Mediation remains a powerful and well-known, if still under-used, method of settling disputes between parties as an alternative to Court or Tribunal action (Alternative Dispute Resolution or, simply, ADR).

This is surprising given the clear virtues of Mediation as a cost-effective means of resolving a dispute, in a confidential forum, without even having to commence a Court or Tribunal action. This was highlighted recently by a successful Mediation undertaken by Thomas Hall, a Senior Associate in our Commercial Litigation team, as he explains below.

The Civil Justice Committee’s (CJC) Final Report on ADR and Civil Justice – published in November 2018[1] – concluded (amongst other things) that case law and the Civil Procedure Rules have been too generous historically in their accommodation of those who ignore ADR.

Whilst the CJC acknowledges that there has been in recent times a hardening of Judicial attitude towards the requirement on parties to explore ADR (see for example the decision in Halsey v Milton Keynes General NHS Trust [2004] EWCA Civ 576  and the subsequent line of cases), it believes that more should be done by the Court and Parliament to stringently encourage ADR, including Mediation. 

This is hardly surprising, given that the uptake of Mediation as an ADR resource by parties to disputes seems to be almost absurdly low – the Centre for Effective Dispute Resolution estimates (in its Eighth Mediation Audit [2]) that in the whole of 2018, 12,000 cases were referred to Mediation, compared with 534,000 claims issued in the County Court between January and March 2018 alone [3].

Mediation is, in my experience, a very powerful tool that enables parties to explore settlement of a dispute in a confidential forum. Other ADR options, such as a “round-table” Without Prejudice meeting, are of course available, but I find that Mediation has better prospects of success than the alternatives. 

The importance and utility of a skilled impartial Mediator in this process cannot – in my view - be understated. The Mediator is not there, for example, to form a view on the merits of either party’s legal position, although (depending on the Mediator) they may ask probing questions to challenge the parties’ assumptions.  What they will do is work hard to foster discussions between the parties during the course of the Mediation, keeping the focus firmly on the commercial implications of what is to come for both parties – i.e. uncertainty, in the form of ‘litigation risk’, and significant cost expenditure – if settlement is not achieved at Mediation.

I recently successfully completed a Mediation for a client, a leading food service provider.
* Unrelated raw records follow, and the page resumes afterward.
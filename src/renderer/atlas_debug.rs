use bytemuck::{Pod, Zeroable};

use crate::renderer::internal::{DynamicUniformBuffer, RenderContext};
use crate::renderer::shadow_atlas::ShadowAtlas;
use crate::scene::light::Light;

/// On-screen size of one inspected shadow tile.
pub const ATLAS_DEBUG_TILE_SIZE: u32 = 300;

/// One page of the atlas inspector: which tiles fit on screen and where.
#[derive(Clone, Copy, Debug, PartialEq, Eq)]
pub struct PageLayout {
    /// Requested page clamped into range.
    pub page: u32,
    pub page_count: u32,
    pub first_tile: u32,
    pub tiles_in_page: u32,
    /// Left edge of the first tile, centering the row on screen.
    pub offset_x: u32,
}

/// Compute which slice of the atlas a given page shows. Returns `None` when
/// there is nothing to show. A window narrower than one tile still shows one.
pub fn page_layout(window_width: u32, tile_count: u32, requested_page: u32) -> Option<PageLayout> {
    if tile_count == 0 {
        return None;
    }

    let per_page = (window_width / ATLAS_DEBUG_TILE_SIZE).max(1).min(tile_count);
    let page_count = tile_count.div_ceil(per_page);
    let page = requested_page.min(page_count - 1);
    let first_tile = page * per_page;
    let tiles_in_page = (tile_count - first_tile).min(per_page);
    let row_width = tiles_in_page * ATLAS_DEBUG_TILE_SIZE;
    let offset_x = window_width.saturating_sub(row_width) / 2;

    Some(PageLayout {
        page,
        page_count,
        first_tile,
        tiles_in_page,
        offset_x,
    })
}

/// x = atlas slot, y = tile count, z = near, w = far.
#[repr(C)]
#[derive(Clone, Copy, Pod, Zeroable)]
struct AtlasSliceUniform {
    params: [f32; 4],
}

/// Read-only inspector that blits shadow tiles to the screen as linearized
/// grayscale. Never mutates the atlas and has no effect on the next frame.
pub(crate) struct AtlasDebugViewer {
    pipeline: wgpu::RenderPipeline,
    slice_buffer: DynamicUniformBuffer,
    atlas_layout: wgpu::BindGroupLayout,
    sampler: wgpu::Sampler,
}

impl AtlasDebugViewer {
    pub(crate) fn new(context: &RenderContext) -> Self {
        let device = &context.device;

        let slice_buffer = DynamicUniformBuffer::new::<AtlasSliceUniform>(
            device,
            "AtlasSliceBuffer",
            wgpu::ShaderStages::FRAGMENT,
            8,
        );

        let atlas_layout = device.create_bind_group_layout(&wgpu::BindGroupLayoutDescriptor {
            label: Some("AtlasDebugLayout"),
            entries: &[
                wgpu::BindGroupLayoutEntry {
                    binding: 0,
                    visibility: wgpu::ShaderStages::FRAGMENT,
                    ty: wgpu::BindingType::Texture {
                        sample_type: wgpu::TextureSampleType::Depth,
                        view_dimension: wgpu::TextureViewDimension::D2,
                        multisampled: false,
                    },
                    count: None,
                },
                wgpu::BindGroupLayoutEntry {
                    binding: 1,
                    visibility: wgpu::ShaderStages::FRAGMENT,
                    ty: wgpu::BindingType::Sampler(wgpu::SamplerBindingType::NonFiltering),
                    count: None,
                },
            ],
        });

        let sampler = device.create_sampler(&wgpu::SamplerDescriptor {
            label: Some("AtlasDebugSampler"),
            address_mode_u: wgpu::AddressMode::ClampToEdge,
            address_mode_v: wgpu::AddressMode::ClampToEdge,
            mag_filter: wgpu::FilterMode::Nearest,
            min_filter: wgpu::FilterMode::Nearest,
            ..Default::default()
        });

        let shader = device.create_shader_module(wgpu::ShaderModuleDescriptor {
            label: Some("AtlasDebugShader"),
            source: wgpu::ShaderSource::Wgsl(include_str!("../shader/atlas_debug.wgsl").into()),
        });

        let pipeline_layout = device.create_pipeline_layout(&wgpu::PipelineLayoutDescriptor {
            label: Some("AtlasDebugPipelineLayout"),
            bind_group_layouts: &[&slice_buffer.bind_layout, &atlas_layout],
            push_constant_ranges: &[],
        });

        let pipeline = device.create_render_pipeline(&wgpu::RenderPipelineDescriptor {
            label: Some("AtlasDebugPipeline"),
            layout: Some(&pipeline_layout),
            vertex: wgpu::VertexState {
                module: &shader,
                entry_point: Some("vs_main"),
                buffers: &[],
                compilation_options: Default::default(),
            },
            fragment: Some(wgpu::FragmentState {
                module: &shader,
                entry_point: Some("fs_main"),
                targets: &[Some(wgpu::ColorTargetState {
                    format: context.config.format,
                    blend: None,
                    write_mask: wgpu::ColorWrites::ALL,
                })],
                compilation_options: Default::default(),
            }),
            primitive: wgpu::PrimitiveState::default(),
            depth_stencil: None,
            multisample: wgpu::MultisampleState::default(),
            multiview: None,
            cache: None,
        });

        Self {
            pipeline,
            slice_buffer,
            atlas_layout,
            sampler,
        }
    }

    /// Blit the requested page's tiles along the bottom of the window and
    /// return the clamped page index.
    pub(crate) fn render(
        &mut self,
        context: &RenderContext,
        encoder: &mut wgpu::CommandEncoder,
        surface_view: &wgpu::TextureView,
        atlas: &ShadowAtlas,
        lights: &[Light],
        requested_page: u32,
    ) -> Option<u32> {
        let layout = page_layout(context.config.width, atlas.tile_count, requested_page)?;
        let page_end = layout.first_tile + layout.tiles_in_page;

        // Near/far per tile come from the owning light's shadow camera.
        let mut slices = Vec::new();
        for light in lights {
            let (Some(slot), Some(camera)) = (light.shadow_slot, &light.shadow_camera) else {
                continue;
            };
            if slot < layout.first_tile || slot >= page_end {
                continue;
            }
            slices.push(AtlasSliceUniform {
                params: [
                    slot as f32,
                    atlas.tile_count as f32,
                    camera.near,
                    camera.far,
                ],
            });
        }
        if slices.is_empty() {
            return Some(layout.page);
        }

        // Sort by slot so the row reads left to right.
        slices.sort_by(|a, b| a.params[0].total_cmp(&b.params[0]));
        self.slice_buffer.upload(context, &slices);

        let atlas_group = context.device.create_bind_group(&wgpu::BindGroupDescriptor {
            label: Some("AtlasDebugBindGroup"),
            layout: &self.atlas_layout,
            entries: &[
                wgpu::BindGroupEntry {
                    binding: 0,
                    resource: wgpu::BindingResource::TextureView(&atlas.view),
                },
                wgpu::BindGroupEntry {
                    binding: 1,
                    resource: wgpu::BindingResource::Sampler(&self.sampler),
                },
            ],
        });

        let mut pass = encoder.begin_render_pass(&wgpu::RenderPassDescriptor {
            label: Some("AtlasDebugPass"),
            color_attachments: &[Some(wgpu::RenderPassColorAttachment {
                view: surface_view,
                depth_slice: None,
                resolve_target: None,
                ops: wgpu::Operations {
                    load: wgpu::LoadOp::Load,
                    store: wgpu::StoreOp::Store,
                },
            })],
            depth_stencil_attachment: None,
            timestamp_writes: None,
            occlusion_query_set: None,
        });

        pass.set_pipeline(&self.pipeline);
        pass.set_bind_group(1, &atlas_group, &[]);

        let tile = ATLAS_DEBUG_TILE_SIZE;
        let y = context.config.height.saturating_sub(tile);

        for (index, _slice) in slices.iter().enumerate() {
            let x = layout.offset_x + index as u32 * tile;
            if x + tile > context.config.width {
                break;
            }
            pass.set_viewport(x as f32, y as f32, tile as f32, tile as f32, 0.0, 1.0);
            pass.set_bind_group(
                0,
                &self.slice_buffer.bind_group,
                &[self.slice_buffer.offset(index as u32)],
            );
            pass.draw(0..3, 0..1);
        }

        Some(layout.page)
    }
}

#[cfg(test)]
mod tests {
    use super::*;

    #[test]
    fn no_tiles_no_layout() {
        assert_eq!(page_layout(1280, 0, 0), None);
    }

    #[test]
    fn single_page_fits_all_tiles() {
        let layout = page_layout(1280, 3, 0).unwrap();
        // 1280 / 300 = 4 tiles fit; only 3 exist.
        assert_eq!(layout.page_count, 1);
        assert_eq!(layout.tiles_in_page, 3);
        assert_eq!(layout.first_tile, 0);
        assert_eq!(layout.offset_x, (1280 - 3 * ATLAS_DEBUG_TILE_SIZE) / 2);
    }

    #[test]
    fn overflowing_tiles_paginate() {
        // 4 per page, 10 tiles -> 3 pages of 4, 4, 2.
        let page0 = page_layout(1280, 10, 0).unwrap();
        assert_eq!(page0.page_count, 3);
        assert_eq!(page0.tiles_in_page, 4);

        let page2 = page_layout(1280, 10, 2).unwrap();
        assert_eq!(page2.first_tile, 8);
        assert_eq!(page2.tiles_in_page, 2);
    }

    #[test]
    fn out_of_range_page_clamps() {
        let layout = page_layout(1280, 10, 99).unwrap();
        assert_eq!(layout.page, 2);
        assert_eq!(layout.first_tile, 8);
    }

    #[test]
    fn narrow_window_still_shows_one_tile() {
        let layout = page_layout(200, 5, 0).unwrap();
        assert_eq!(layout.tiles_in_page, 1);
        assert_eq!(layout.page_count, 5);
        assert_eq!(layout.offset_x, 0);
    }
}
This case, in a microcosmic sense, evidences the importance of parties exploring Mediation.

A contractual dispute was intimated by the other party against my client following a breakdown in relations. My client was faced with a claim in excess of £350,000, attributable to (on the other party’s case) direct losses caused by the breakdown in relations between the parties.  Pre-action correspondence was exchanged, and little progress made, as the parties’ respective positions appeared to be entrenched. 

The parties attended Mediation and a settlement was agreed which saw my client pay less than 6% of the total sum claimed. Putting to one side the clearly significant reduction in principal liability, and the costs that would have been associated in defending the claim, my client has benefitted from the unquantifiable freeing up of its Senior Management Team, who would have otherwise been heavily involved in the claim for potentially 12 months from issue of the claim to trial.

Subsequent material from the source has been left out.